- The task -
Produce exactly the lines starting at the one containing "pub struct Stats" and ending at the last line of the material, with nothing added.

- - - -

/// One entry of the site's "latest updates" listing.
#[derive(Debug, Clone, PartialEq, Eq)]
#[cfg_attr(feature = "serde", derive(serde::Serialize, serde::Deserialize))]
pub struct Candidate {
    pub title: String,
    /// Absolute URL of the series page; doubles as the series' identity on
    /// the site.
    pub url: String,
    /// Most recent episode number advertised on the card, when one could be
    /// parsed from [`episode_text`](Self::episode_text).
    pub episode_hint: Option<u32>,
    /// Raw text of the card's episode badge (may be empty).
    pub episode_text: String,
}
impl Candidate {
    pub fn new(title: impl Into<String>, url: impl Into<String>) -> Self {
        Self {
            title: title.into(),
            url: url.into(),
            episode_hint: None,
            episode_text: String::new(),
        }
    }

    pub fn with_episode_hint(mut self, hint: impl Into<Option<u32>>) -> Self {
        self.episode_hint = hint.into();
        self
    }
}
mod episode;
mod series;

pub(crate) use self::episode::EpisodeRow;
pub(crate) use self::series::SeriesRow;
pub use self::episode::{Episode, EpisodeId, EpisodeInsert, NewEpisode};
pub use self::series::{NewSeries, Series, SeriesId, SeriesInsert};

/// Season number written when the source site does not distinguish seasons.
pub const DEFAULT_SEASON: u32 = 1;
/// Quality label recorded when the source site does not advertise one.
pub const DEFAULT_QUALITY: &str = "auto";

/// Cumulative row counts across the whole store.
#[derive(Debug, Clone, Copy, Default, PartialEq, Eq)]
pub struct Stats {
    pub series: u64,
    pub episodes: u64,
}

#[derive(sqlx::FromRow)]
pub(crate) struct StatsRow {
    pub(crate) series: i64,
    pub(crate) episodes: i64,
}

- - - -

- Result for this task -
pub struct Stats {
    pub series: u64,
    pub episodes: u64,
}

#[derive(sqlx::FromRow)]
pub(crate) struct StatsRow {
    pub(crate) series: i64,
    pub(crate) episodes: i64,
}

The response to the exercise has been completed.